• Dataset excerpts
+++
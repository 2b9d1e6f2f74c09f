use core::fmt::{self, Display};

use crate::config::ServerConfig;

/// ESMTP keywords advertised in the EHLO response.
///
/// Each value renders as exactly one EHLO line. Assembly is state-aware:
/// what gets advertised depends on the configuration *and* on the session's
/// current security and authentication state (see [`advertised`]).
#[derive(Debug, Clone, PartialEq, Eq)]
pub enum Extension {
    /// PIPELINING (RFC 2920) - client may batch commands.
    Pipelining,

    /// 8BITMIME (RFC 1652) - bodies may contain octets above 0x7F.
    EightBitMime,

    /// BINARYMIME (RFC 3030) - unencoded binary bodies; requires CHUNKING.
    BinaryMime,

    /// CHUNKING (RFC 3030) - the BDAT alternative to DATA.
    Chunking,

    /// SIZE (RFC 1870) - advertises the message size cap.
    ///
    /// A value of 0 means no fixed maximum and renders as bare `SIZE`.
    Size(usize),

    /// SMTPUTF8 (RFC 6531) - UTF-8 addresses and headers.
    SmtpUtf8,

    /// STARTTLS (RFC 3207) - in-band upgrade to TLS.
    StartTls,

    /// AUTH (RFC 4954) with the mechanisms currently eligible.
    Auth(Vec<String>),
}

impl Display for Extension {
    fn fmt(&self, fmt: &mut fmt::Formatter<'_>) -> Result<(), fmt::Error> {
        match self {
            Self::Pipelining => fmt.write_str("PIPELINING"),
            Self::EightBitMime => fmt.write_str("8BITMIME"),
            Self::BinaryMime => fmt.write_str("BINARYMIME"),
            Self::Chunking => fmt.write_str("CHUNKING"),
            Self::Size(max) => {
                if *max == 0 {
                    fmt.write_str("SIZE")
                } else {
                    write!(fmt, "SIZE {max}")
                }
            }
            Self::SmtpUtf8 => fmt.write_str("SMTPUTF8"),
            Self::StartTls => fmt.write_str("STARTTLS"),
            Self::Auth(mechanisms) => write!(fmt, "AUTH {}", mechanisms.join(" ")),
        }
    }
}

/// Mechanisms that may run over an unencrypted transport when the
/// configuration explicitly allows plaintext authentication.
pub const PLAINTEXT_MECHANISMS: [&str; 2] = ["PLAIN", "LOGIN"];

/// Assemble the extension list for one EHLO reply.
///
/// STARTTLS is offered only while a certificate is configured and the
/// session is not yet secure. AUTH lists the configured mechanisms
/// intersected with what the transport permits, and disappears entirely
/// once the session has authenticated.
#[must_use]
pub fn advertised(config: &ServerConfig, secure: bool, authenticated: bool) -> Vec<Extension> {
    let mut extensions = Vec::new();

    if config.pipelining {
        extensions.push(Extension::Pipelining);
    }
    if config.eight_bit_mime {
        extensions.push(Extension::EightBitMime);
    }
    if config.binary_mime {
        extensions.push(Extension::BinaryMime);
    }
    if config.chunking {
        extensions.push(Extension::Chunking);
    }
    if config.size_extension {
        extensions.push(Extension::Size(config.max_message_size));
    }
    if config.smtp_utf8 {
        extensions.push(Extension::SmtpUtf8);
    }
    if config.tls.is_some() && !secure {
        extensions.push(Extension::StartTls);
    }

    if !authenticated {
        let eligible: Vec<String> = config
            .mechanisms
            .iter()
            .filter(|mechanism| {
                secure
                    || (config.allow_plaintext_authentication
                        && PLAINTEXT_MECHANISMS.contains(&mechanism.as_str()))
            })
            .cloned()
            .collect();

        if !eligible.is_empty() {
            extensions.push(Extension::Auth(eligible));
        }
    }

    extensions
}

#[cfg(test)]
mod test {
    use super::{Extension, advertised};
    use crate::config::ServerConfig;

    fn keywords(config: &ServerConfig, secure: bool, authenticated: bool) -> Vec<String> {
        advertised(config, secure, authenticated)
            .iter()
            .map(ToString::to_string)
            .collect()
    }

    #[test]
    fn extension_display() {
        assert_eq!(Extension::Size(100_000_000).to_string(), "SIZE 100000000");
        assert_eq!(Extension::Size(0).to_string(), "SIZE");
        assert_eq!(Extension::EightBitMime.to_string(), "8BITMIME");
        assert_eq!(
            Extension::Auth(vec!["PLAIN".to_string(), "LOGIN".to_string()]).to_string(),
            "AUTH PLAIN LOGIN"
        );
    }

    #[test]
    fn plaintext_session_hides_auth_by_default() {
        let config = ServerConfig::default();
        let keywords = keywords(&config, false, false);

        assert!(keywords.contains(&"PIPELINING".to_string()));
        assert!(keywords.contains(&"8BITMIME".to_string()));
        assert!(keywords.contains(&"CHUNKING".to_string()));
        assert!(keywords.contains(&"SIZE".to_string()));
        assert!(!keywords.iter().any(|k| k.starts_with("AUTH")));
        // No certificate configured, so no STARTTLS either
        assert!(!keywords.contains(&"STARTTLS".to_string()));
    }

    #[test]
    fn plaintext_auth_is_limited_to_plain_and_login() {
        let mut config = ServerConfig::default();
        config.allow_plaintext_authentication = true;
        config.mechanisms = vec![
            "PLAIN".to_string(),
            "LOGIN".to_string(),
            "CRAM-MD5".to_string(),
        ];

        let plaintext_keywords = keywords(&config, false, false);
        assert!(plaintext_keywords.contains(&"AUTH PLAIN LOGIN".to_string()));

        // Over TLS the full configured list is eligible
        let tls_keywords = keywords(&config, true, false);
        assert!(tls_keywords.contains(&"AUTH PLAIN LOGIN CRAM-MD5".to_string()));
    }

    #[test]
    fn auth_disappears_after_authentication() {
        let mut config = ServerConfig::default();
        config.allow_plaintext_authentication = true;

        assert!(
            keywords(&config, true, true)
                .iter()
                .all(|k| !k.starts_with("AUTH"))
        );
    }

    #[test]
    fn advertised_set_is_exhaustive() {
        // Nothing beyond the enumerated ESMTP keywords ever appears;
        // notably no HELP line, which has its own 214 reply
        let mut config = ServerConfig::default();
        config.max_message_size = 10_485_760;

        assert_eq!(
            keywords(&config, false, false),
            ["PIPELINING", "8BITMIME", "CHUNKING", "SIZE 10485760"]
        );

        config.allow_plaintext_authentication = true;
        assert_eq!(
            keywords(&config, false, false),
            [
                "PIPELINING",
                "8BITMIME",
                "CHUNKING",
                "SIZE 10485760",
                "AUTH PLAIN LOGIN"
            ]
        );
    }

    #[test]
    fn size_advertises_the_cap() {
        let mut config = ServerConfig::default();
        config.max_message_size = 10_485_760;
        assert!(keywords(&config, false, false).contains(&"SIZE 10485760".to_string()));

        config.size_extension = false;
        assert!(
            keywords(&config, false, false)
                .iter()
                .all(|k| !k.starts_with("SIZE"))
        );
    }
}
+++
• WHAT YOU NEED TO DO
A single number is asked for: how many lines in the entries above hold the string "bool".

• SOLUTION TO THIS EXERCISE
2